This is the third and final report in The New Zealand Initiative’s series on New Zealand’s global financial links. The second report in the series, Capital Doldrums, found that New Zealand stands out in international comparisons for the restrictiveness of its regulatory regime and the slump it its ranking for investment attractiveness.
This follow-up report analyses New Zealand’s regulatory regime to assess the reasons for our poor international performance. It identifies what underlying problems its restrictive features might be aiming to alleviate and proposes changes that would improve New Zealand’s economic performance.
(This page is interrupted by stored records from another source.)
//! Error handling for probewatch
//!
//! Every probe reports through a single [`ProbeError`] so the caller can treat
//! argument, transport, protocol and assertion failures uniformly. The parser,
//! the job queue and the configuration loader each get their own enum.

use std::time::Duration;
use thiserror::Error;

/// Main error type returned from a probe run
#[derive(Debug, Error)]
pub enum ProbeError {
    /// Missing or unusable argument, detected before any network I/O
    #[error("Invalid argument: {0}")]
    InvalidArgument(String),

    #[error("Network error: {0}")]
    NetworkError(String),

    #[error("Timeout error after {0:?}")]
    TimeoutError(Duration),

    #[error("IO error: {0}")]
    IoError(std::io::Error),

    #[error("TLS error: {0}")]
    TlsError(String),

    /// Unexpected response from the remote service
    #[error("Protocol error: {0}")]
    ProtocolError(String),

    /// The interaction worked but the outcome differed from the expectation
    #[error("{0}")]
    Mismatch(String),

    #[error("Internal error: {0}")]
    Internal(String),
}

/// Result type alias for probe operations
pub type ProbeResult<T> = Result<T, ProbeError>;

impl ProbeError {
    /// Whether this failure was raised before any network activity
    pub fn is_argument_error(&self) -> bool {
        matches!(self, ProbeError::InvalidArgument(_))
    }

    /// Convert a socket error raised under a deadline, so expiries read as timeouts
    pub fn from_io(e: std::io::Error, deadline: Duration) -> Self {
        if is_timeout_kind(e.kind()) {
            ProbeError::TimeoutError(deadline)
        } else {
            ProbeError::IoError(e)
        }
    }

    /// Whether this failure is a deadline expiry
    pub fn is_timeout(&self) -> bool {
        match self {
            ProbeError::TimeoutError(_) => true,
            ProbeError::IoError(e) => is_timeout_kind(e.kind()),
            _ => false,
        }
    }
}

// Socket deadlines surface as `WouldBlock` on unix and `TimedOut` elsewhere
fn is_timeout_kind(kind: std::io::ErrorKind) -> bool {
    matches!(kind, std::io::ErrorKind::TimedOut | std::io::ErrorKind::WouldBlock)
}

impl From<std::io::Error> for ProbeError {
    fn from(e: std::io::Error) -> Self {
        ProbeError::IoError(e)
    }
}

impl From<std::num::ParseIntError> for ProbeError {
    fn from(e: std::num::ParseIntError) -> Self {
        ProbeError::InvalidArgument(e.to_string())
    }
}

impl From<openssl::error::ErrorStack> for ProbeError {
    fn from(e: openssl::error::ErrorStack) -> Self {
        ProbeError::TlsError(e.to_string())
    }
}

impl From<hickory_proto::error::ProtoError> for ProbeError {
    fn from(e: hickory_proto::error::ProtoError) -> Self {
        ProbeError::ProtocolError(e.to_string())
    }
}

impl From<tokio::task::JoinError> for ProbeError {
    fn from(e: tokio::task::JoinError) -> Self {
        ProbeError::Internal(e.to_string())
    }
}

/// Errors raised while turning declarative lines into tests
#[derive(Debug, Error)]
pub enum ParseError {
    #[error("line {line}: {message}")]
    Syntax { line: usize, message: String },

    #[error("line {line}: unknown protocol '{protocol}' (known: {known})")]
    UnknownProtocol {
        line: usize,
        protocol: String,
        known: String,
    },

    #[error("line {line}: protocol '{protocol}' does not accept argument '{argument}'")]
    UnknownArgument {
        line: usize,
        protocol: String,
        argument: String,
    },

    #[error("line {line}: value '{value}' for argument '{argument}' does not match '{pattern}'")]
    InvalidValue {
        line: usize,
        argument: String,
        value: String,
        pattern: String,
    },

    #[error("failed to read {source_name}: {error}")]
    Read {
        source_name: String,
        error: std::io::Error,
    },
}

/// Errors from the job queue backend
#[derive(Debug, Error)]
pub enum QueueError {
    #[error("Queue connection failed: {0}")]
    Connection(String),

    #[error("Queue command failed: {0}")]
    Command(String),

    #[error("Queue connection timed out after {0:?}")]
    Timeout(Duration),
}

impl From<redis::RedisError> for QueueError {
    fn from(e: redis::RedisError) -> Self {
        if e.is_timeout() {
            QueueError::Command(format!("timeout: {}", e))
        } else if e.is_connection_refusal() || e.is_io_error() {
            QueueError::Connection(e.to_string())
        } else {
            QueueError::Command(e.to_string())
        }
    }
}

/// Errors from loading the layered configuration
#[derive(Debug, Error)]
pub enum ConfigError {
    #[error("Failed to read configuration file {path}: {error}")]
    Read { path: String, error: std::io::Error },

    #[error("Failed to parse configuration file {path}: {error}")]
    Parse {
        path: String,
        error: serde_json::Error,
    },

    #[error("Invalid value for {flag}: {message}")]
    InvalidValue { flag: String, message: String },
}
//! Probe registry
//!
//! Process-wide table from protocol name to a factory producing a fresh probe.
//! The built-in probes are present as soon as the table is first touched;
//! additional testers plug in with [`register`]. Entries are never removed.

use log::debug;
use once_cell::sync::Lazy;
use std::collections::HashMap;
use std::sync::RwLock;

use super::probe_trait::Probe;
use crate::protocols::{dns, imaps};

/// Zero-argument constructor for a probe
pub type ProbeFactory = fn() -> Box<dyn Probe>;

static PROBES: Lazy<RwLock<HashMap<String, ProbeFactory>>> = Lazy::new(|| {
    let mut m: HashMap<String, ProbeFactory> = HashMap::new();

    m.insert(dns::PROTOCOL.to_string(), dns::factory as ProbeFactory);
    m.insert(imaps::PROTOCOL.to_string(), imaps::factory as ProbeFactory);

    RwLock::new(m)
});

/// Register a protocol tester, replacing any earlier entry with the same name
pub fn register(name: &str, factory: ProbeFactory) {
    // A panic while holding the lock cannot leave the map half-written
    let mut probes = PROBES.write().unwrap_or_else(|e| e.into_inner());
    if probes.insert(name.to_string(), factory).is_some() {
        debug!("Replaced probe registration for '{}'", name);
    }
}

/// Get a fresh probe instance by protocol name
pub fn lookup(name: &str) -> Option<Box<dyn Probe>> {
    let probes = PROBES.read().unwrap_or_else(|e| e.into_inner());
    probes.get(name).map(|factory| factory())
}

/// List all registered protocol names
pub fn list_probes() -> Vec<String> {
    let probes = PROBES.read().unwrap_or_else(|e| e.into_inner());
    let mut names: Vec<_> = probes.keys().cloned().collect();
    names.sort();
    names
}
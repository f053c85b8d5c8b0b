// Core module - Probe contract and registry
pub mod probe_trait;
pub mod registry;

pub use probe_trait::{join_host_port, Deadline, Options, Probe, Test, DEFAULT_TIMEOUT};
pub use registry::{list_probes, lookup, register, ProbeFactory};
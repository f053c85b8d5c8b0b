use anyhow::Context;
use clap::{value_parser, Arg, ArgAction, ArgMatches, Command};
use colored::*;
use std::process;

use probewatch::{
    config::{parse_duration, Settings, SettingsOverrides},
    core,
    enqueue::Enqueuer,
    parser::{open_source, TestParser, STDIN_PATH},
    queue::RedisQueue,
    runner::{LocalRunner, DEFAULT_CONCURRENCY},
};

fn files_arg() -> Arg {
    Arg::new("files")
        .value_name("FILE")
        .help("Test definition files, '-' for standard input")
        .num_args(1..)
        .default_value(STDIN_PATH)
        .action(ArgAction::Append)
}

fn build_cli() -> Command {
    Command::new("probewatch")
        .version(env!("CARGO_PKG_VERSION"))
        .about("Declarative service probes: queue tests for workers or run them locally")
        .subcommand_required(true)
        .arg_required_else_help(true)
        .subcommand(
            Command::new("enqueue")
                .about("Parse test files and push each test onto the job queue")
                .arg(
                    Arg::new("redis-host")
                        .long("redis-host")
                        .value_name("HOST:PORT")
                        .help("Queue server address"),
                )
                .arg(
                    Arg::new("redis-socket")
                        .long("redis-socket")
                        .value_name("PATH")
                        .help("Queue unix socket; used instead of --redis-host when set"),
                )
                .arg(
                    Arg::new("redis-pass")
                        .long("redis-pass")
                        .value_name("PASSWORD")
                        .help("Queue password"),
                )
                .arg(
                    Arg::new("redis-db")
                        .long("redis-db")
                        .value_name("N")
                        .help("Queue database index")
                        .value_parser(value_parser!(i64)),
                )
                .arg(
                    Arg::new("redis-timeout")
                        .long("redis-timeout")
                        .value_name("DURATION")
                        .help("Queue connection timeout, e.g. 500ms or 5s")
                        .value_parser(parse_duration),
                )
                .arg(files_arg()),
        )
        .subcommand(
            Command::new("local")
                .about("Parse test files and run every test from this host")
                .arg(
                    Arg::new("timeout")
                        .short('t')
                        .long("timeout")
                        .value_name("DURATION")
                        .help("Deadline for each probe's network operations")
                        .value_parser(parse_duration),
                )
                .arg(
                    Arg::new("no-ipv4")
                        .long("no-ipv4")
                        .help("Skip IPv4 addresses when resolving targets")
                        .action(ArgAction::SetTrue),
                )
                .arg(
                    Arg::new("no-ipv6")
                        .long("no-ipv6")
                        .help("Skip IPv6 addresses when resolving targets")
                        .action(ArgAction::SetTrue),
                )
                .arg(
                    Arg::new("concurrency")
                        .short('c')
                        .long("concurrency")
                        .value_name("N")
                        .help("Probes in flight at once [default: 16]")
                        .value_parser(value_parser!(usize)),
                )
                .arg(files_arg()),
        )
        .subcommand(Command::new("examples").about("Show usage for every registered protocol"))
}

fn files(matches: &ArgMatches) -> Vec<String> {
    matches
        .get_many::<String>("files")
        .map(|values| values.cloned().collect())
        .unwrap_or_default()
}

/// Layered settings; a broken config file is reported on stderr, not just the log
fn load_settings(overrides: SettingsOverrides) -> Settings {
    let (settings, problem) = Settings::load_from_env();
    if let Some(e) = problem {
        eprintln!("{} {}; using built-in defaults", "[!]".bright_yellow(), e);
    }
    settings.apply(overrides)
}

fn enqueue_overrides(matches: &ArgMatches) -> SettingsOverrides {
    SettingsOverrides {
        redis_host: matches.get_one::<String>("redis-host").cloned(),
        redis_socket: matches.get_one::<String>("redis-socket").cloned(),
        redis_password: matches.get_one::<String>("redis-pass").cloned(),
        redis_db: matches.get_one::<i64>("redis-db").copied(),
        redis_timeout: matches.get_one::<std::time::Duration>("redis-timeout").copied(),
        ..SettingsOverrides::default()
    }
}

fn local_overrides(matches: &ArgMatches) -> SettingsOverrides {
    SettingsOverrides {
        timeout: matches.get_one::<std::time::Duration>("timeout").copied(),
        ipv4: matches.get_flag("no-ipv4").then_some(false),
        ipv6: matches.get_flag("no-ipv6").then_some(false),
        ..SettingsOverrides::default()
    }
}

async fn run_enqueue(matches: &ArgMatches) -> anyhow::Result<bool> {
    let settings = load_settings(enqueue_overrides(matches));

    let queue = RedisQueue::connect(&settings)
        .await
        .context("cannot reach the job queue")?;

    let mut enqueuer = Enqueuer::new(queue);
    let report = enqueuer
        .run(&files(matches))
        .await
        .context("job queue did not answer ping")?;

    for file in &report.files {
        match &file.error {
            None => println!(
                "{} {}: {} job(s) queued",
                "[✓]".bright_green(),
                file.path.bright_cyan(),
                file.pushed
            ),
            Some(error) => eprintln!(
                "{} {}: {} ({} job(s) queued before the failure)",
                "[!]".bright_red(),
                file.path.bright_yellow(),
                error,
                file.pushed
            ),
        }
    }

    Ok(report.succeeded())
}

async fn run_local(matches: &ArgMatches) -> bool {
    let settings = load_settings(local_overrides(matches));
    let concurrency = matches
        .get_one::<usize>("concurrency")
        .copied()
        .unwrap_or(DEFAULT_CONCURRENCY);

    let parser = TestParser::new();
    let mut tests = Vec::new();
    let mut parsed_cleanly = true;

    for path in files(matches) {
        let reader = match open_source(&path) {
            Ok(reader) => reader,
            Err(e) => {
                parsed_cleanly = false;
                eprintln!("{} {}", "[!]".bright_red(), e);
                continue;
            }
        };
        for result in parser.tests(reader, &path) {
            match result {
                Ok(test) => tests.push(test),
                Err(e) => {
                    parsed_cleanly = false;
                    eprintln!("{} {}: {}", "[!]".bright_red(), path.bright_yellow(), e);
                }
            }
        }
        if path == STDIN_PATH {
            break;
        }
    }

    if tests.is_empty() {
        println!("{} No tests to run", "[~]".bright_yellow());
        return parsed_cleanly;
    }

    let summary = LocalRunner::new(settings)
        .with_concurrency(concurrency)
        .run(tests)
        .await;

    for outcome in &summary.outcomes {
        match &outcome.error {
            None => println!(
                "{} {} [{}] in {:?}",
                "[✓]".bright_green(),
                outcome.input,
                outcome.address.bright_cyan(),
                outcome.duration
            ),
            Some(error) => println!(
                "{} {} [{}]: {}",
                "[!]".bright_red(),
                outcome.input,
                outcome.address.bright_yellow(),
                error
            ),
        }
    }
    println!(
        "{} {} passed, {} failed",
        "[~]".bright_blue(),
        summary.passed().to_string().bright_green(),
        summary.failed().to_string().bright_red()
    );

    parsed_cleanly && summary.succeeded()
}

fn show_examples() {
    for name in core::list_probes() {
        if let Some(probe) = core::lookup(&name) {
            println!("{}", name.bright_cyan().bold());
            println!("{}", probe.example());
        }
    }
}

#[tokio::main]
async fn main() -> anyhow::Result<()> {
    env_logger::init();

    let matches = build_cli().get_matches();

    let ok = match matches.subcommand() {
        Some(("enqueue", sub)) => run_enqueue(sub).await?,
        Some(("local", sub)) => run_local(sub).await,
        Some(("examples", _)) => {
            show_examples();
            true
        }
        _ => unreachable!("a subcommand is required"),
    };

    if !ok {
        process::exit(1);
    }
    Ok(())
}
Deficiencies in New Zealand’s current regulatory regime
The Overseas Investment Act 2005 (the Act) is New Zealand’s central piece of legislation governing incoming overseas investment. It requires prior approval for overseas investments in ‘sensitive assets’. An overseas holding of at least 25 per cent in ‘significant’ business assets – worth at least $100 million ($477 million for Australian non-government investors) – and any overseas purchase of non-urban land over five hectares are both defined to be ‘sensitive’. The Act’s definition of non-urban land plausibly encompasses 99.2 per cent of New Zealand’s land area. Many other smaller parcels of land are also regarded as sensitive.
Other than those involving sensitive land, the approval criteria provided for in the Act are not particularly restrictive for significant business assets. They focus on good character, financial commitment, business experience and acumen, and immigration considerations. However, the report finds that the criteria for approval do not test the economic benefit to New Zealanders, where sensitive land is sold to an overseas person not intending to live in New Zealand indefinitely. Indeed, the criteria are unambiguously hostile, even excluding the gain to a New Zealand vendor. This opens the way for the imposition of approval conditions that could impose net costs on New Zealanders given the regime’s potentially adverse effects on land values.
The screening regime accounts for New Zealand’s low international ranking
New Zealand’s comprehensive screening regime accounts for our poor international ranking in the OECD’s FDI Regulatory Restrictiveness Index. Most other countries focus their regimes more narrowly on national security considerations, often relating to particularly sensitive industries or sectors.
The United Kingdom is notably very open to foreign ownership of land, particularly so in comparison to New Zealand. Even the USA, certainly not the most relaxed country when it comes to homeland security, imposes very few restrictions on foreign ownership of land. It does have a post-transaction notification requirement for purchases of agricultural land but this is for information and transparency purposes only.
No tangible justification for New Zealand’s screening regime
The report asks the obvious question – what are the gaps in New Zealand’s many laws relating to immigration, business activity, and financial securities and national security that could justify our screening regime? We were unable to find a satisfactory answer to this question. In short, New Zealand law does not contain gaps that would justify the regime’s existence, let alone its palpable deficiencies. Treasury has long recommended eliminating all screening, and successive OECD surveys of New Zealand have also called for it to be eliminated or relaxed. We agree with their assessment.